Preserving Medicare's Success - 43 Years Later
As many Americans have experienced since its enactment, Medicare has been an outstanding success that has brought health care to generations of senior citizens. But the truth is that Medicare has to change to survive, to bring the same benefits to the next generation of seniors that it has already brought to so many. Medicare has to become more efficient-while keeping the qualities that have made it so irreplaceable for millions.
Improving Medicare should involve rewarding coordinated care-meaning that doctors in different specialties or at different hospitals should have incentives to share information on patients, helping them get the best quality of treatment. It's also important that doctors have the right incentives to continue treating patients as they move from private insurance to Medicare. And we need to reduce the wasted Medicare dollars we lose in the form of inaccurate payments and overpayments to private plans.
Finally, a big Medicare reform seen recently in the news was President Obama's announcement last month of a deal to close the notorious Medicare Part D ‘donut hole.' That hole in coverage has left seniors who have between $2,700 and $6,100 per year in prescription drug expenses without Medicare support-and it has, in the words the President, placed ‘a crushing burden on many older Americans who live on fixed incomes.' But now, as part of the bigger project to reform healthcare, we have a chance to close that hole and relieve that burden.
Moving forward, improving Medicare will be a part of overall efforts to fix what is broken with our health care system while building on what works. If you want to know what health care reform can look like, just remember these four words: choice, affordability, quality, and access.
Patient Choice. Every American deserves his or her choice of insurance plan and doctor-and right now, that's a choice that too many of us lack. But we can expand choice by building on the system of employer-sponsored care that we have right now. President Obama has been very clear: ‘If you like your doctor, you can keep your doctor.'
Affordability. The cost of health care is eating up more of our personal budgets, and our national budget, every year; we must bring it under control. Expanding coverage can widen the insurance pool and bring costs down. But we also need to sponsor research into the best treatments and help doctors share and access medical records from any computer-both steps that will bring down costs.
Quality Care. We believe that the same measures that will bring down costs can also result in better health care for all of us. For instance, electronic records will mean fewer deadly errors, and research on health outcomes will help you and your doctor decide on the most effective courses of treatment.
Access. The 45 million uninsured Americans live sicker and shorter lives-and if that weren't enough reason to act, they often are forced to let chronic problems fester, meaning that we all end up paying to subsidize their care in ERs. We want stronger private and public coverage so that all Americans can afford health care.
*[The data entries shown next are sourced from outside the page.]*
//! # 80-bit Extended Precision
//!
//! [`F80`] carries x87 extended-precision values between the mapped file and
//! callers. On-disk layout matches `long double` on x86-64 Linux: a 16-byte
//! slot whose low 10 bytes hold the 80-bit value little-endian (64-bit
//! significand with an explicit integer bit, 15-bit exponent biased 16383,
//! sign bit), with 6 bytes of zero padding above.
//!
//! The 64-bit significand represents every 64-bit integer exactly, which
//! f64 cannot. Parsing therefore takes an exact path for plain integer
//! literals; only non-integer decimals bottom out at f64 precision.

use std::fmt;

const EXP_BIAS: i32 = 16383;
const EXP_MASK: u16 = 0x7fff;
const SIGN_MASK: u16 = 0x8000;
const INT_BIT: u64 = 1 << 63;

/// x87 80-bit extended-precision value.
///
/// `se` packs the sign bit above the 15-bit biased exponent; `frac` is the
/// full 64-bit significand including the explicit integer bit.
#[derive(Debug, Clone, Copy, PartialEq, Eq)]
pub struct F80 {
    se: u16,
    frac: u64,
}

impl F80 {
    pub const ZERO: F80 = F80 { se: 0, frac: 0 };

    /// Exact widening conversion from f64.
    pub fn from_f64(v: f64) -> Self {
        let bits = v.to_bits();
        let sign = ((bits >> 63) as u16) << 15;
        let exp = ((bits >> 52) & 0x7ff) as i32;
        let frac = bits & ((1u64 << 52) - 1);

        if exp == 0x7ff {
            // Infinity keeps a bare integer bit; NaN keeps its payload with
            // the quiet bit forced.
            let frac = if frac == 0 {
                INT_BIT
            } else {
                INT_BIT | (1 << 62) | (frac << 11)
            };
            return F80 {
                se: sign | EXP_MASK,
                frac,
            };
        }
        if exp == 0 {
            if frac == 0 {
                return F80 { se: sign, frac: 0 };
            }
            // Subnormal f64: value is frac * 2^-1074. Normalize into the
            // explicit integer bit; the extended exponent range absorbs it.
            let msb = 63 - frac.leading_zeros() as i32;
            let e = msb - 1074;
            return F80 {
                se: sign | (e + EXP_BIAS) as u16,
                frac: frac << (63 - msb),
            };
        }
        F80 {
            se: sign | (exp - 1023 + EXP_BIAS) as u16,
            frac: INT_BIT | (frac << 11),
        }
    }

    /// Exact conversion from an unsigned 64-bit integer.
    pub fn from_u64(v: u64) -> Self {
        if v == 0 {
            return F80::ZERO;
        }
        let msb = 63 - v.leading_zeros() as i32;
        F80 {
            se: (msb + EXP_BIAS) as u16,
            frac: v << (63 - msb),
        }
    }

    /// Exact conversion from a signed 64-bit integer.
    pub fn from_i64(v: i64) -> Self {
        let mag = F80::from_u64(v.unsigned_abs());
        F80 {
            se: mag.se | if v < 0 { SIGN_MASK } else { 0 },
            frac: mag.frac,
        }
    }

    /// Narrowing conversion, rounded to the nearest f64.
    pub fn to_f64(&self) -> f64 {
        let sign = if self.se & SIGN_MASK != 0 { -1.0 } else { 1.0 };
        let exp = (self.se & EXP_MASK) as i32;
        if exp == EXP_MASK as i32 {
            return if self.frac & !INT_BIT == 0 {
                sign * f64::INFINITY
            } else {
                f64::NAN
            };
        }
        if self.frac == 0 {
            return sign * 0.0;
        }
        let e = if exp == 0 { -16382 } else { exp - EXP_BIAS };
        // `frac as f64` rounds the 64-bit significand to 53 bits; the scale
        // factor is an exact power of two so no further precision is lost.
        let scale = e - 63;
        if scale < -1022 {
            // One saturating pow2 factor would flush f64-subnormal results
            // to zero. Scale in two exact steps so the intermediate stays
            // normal and only the final multiply rounds into the subnormal
            // range.
            sign * ((self.frac as f64) * pow2(-1022)) * pow2(scale + 1022)
        } else {
            sign * (self.frac as f64) * pow2(scale)
        }
    }

    /// Returns the exactly-represented integer value, if this is one.
    pub fn to_exact_int(&self) -> Option<i128> {
        let exp = (self.se & EXP_MASK) as i32;
        if self.frac == 0 {
            return if exp == 0 { Some(0) } else { None };
        }
        if exp == EXP_MASK as i32 {
            return None;
        }
        let e = exp - EXP_BIAS;
        if !(0..=63).contains(&e) {
            return None;
        }
        let shift = (63 - e) as u32;
        if shift > 0 && self.frac & ((1u64 << shift) - 1) != 0 {
            return None;
        }
        let mag = (self.frac >> shift) as i128;
        Some(if self.se & SIGN_MASK != 0 { -mag } else { mag })
    }

    /// Parses decimal text. Plain integer literals in 64-bit range take the
    /// exact path; everything else goes through f64. Non-finite results are
    /// rejected.
    pub fn parse(text: &str) -> Option<Self> {
        let t = text.trim();
        if let Ok(i) = t.parse::<i64>() {
            return Some(F80::from_i64(i));
        }
        if let Ok(u) = t.parse::<u64>() {
            return Some(F80::from_u64(u));
        }
        let v: f64 = t.parse().ok()?;
        if !v.is_finite() {
            return None;
        }
        Some(F80::from_f64(v))
    }

    /// Serializes into the 16-byte on-disk slot.
    pub fn to_le_bytes(&self) -> [u8; 16] {
        let mut out = [0u8; 16];
        out[..8].copy_from_slice(&self.frac.to_le_bytes());
        out[8..10].copy_from_slice(&self.se.to_le_bytes());
        out
    }

    /// Deserializes from the 16-byte on-disk slot. Padding bytes are ignored.
    pub fn from_le_bytes(slot: &[u8; 16]) -> Self {
        let mut frac = [0u8; 8];
        frac.copy_from_slice(&slot[..8]);
        let mut se = [0u8; 2];
        se.copy_from_slice(&slot[8..10]);
        F80 {
            se: u16::from_le_bytes(se),
            frac: u64::from_le_bytes(frac),
        }
    }
}

impl fmt::Display for F80 {
    fn fmt(&self, f: &mut fmt::Formatter<'_>) -> fmt::Result {
        match self.to_exact_int() {
            Some(i) => write!(f, "{i}"),
            None => write!(f, "{}", self.to_f64()),
        }
    }
}

/// 2^k as f64, saturating to 0 / infinity outside the representable range.
fn pow2(k: i32) -> f64 {
    if k >= 1024 {
        f64::INFINITY
    } else if k < -1074 {
        0.0
    } else if k >= -1022 {
        f64::from_bits(((k + 1023) as u64) << 52)
    } else {
        // Subnormal range: the bit pattern 1 << (k + 1074) is 2^k exactly.
        f64::from_bits(1u64 << (k + 1074))
    }
}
Those are the principles that will guide us in our efforts to reform health care so that it works better for more Americans. And our objective is a country in which no one will ever have coverage denied because of pre-existing conditions or because of companies that put profits ahead of people; a country in which no one will ever have to make a life or job decision out of fear of losing medical coverage; a country in which no one will ever again suffer financial disaster because they had the bad luck to get sick.
We know what the doubters and critics will say. They'll say that it can never be done-or that this isn't the time. But that is exactly what they said about Medicare. They were wrong then-and they are wrong now.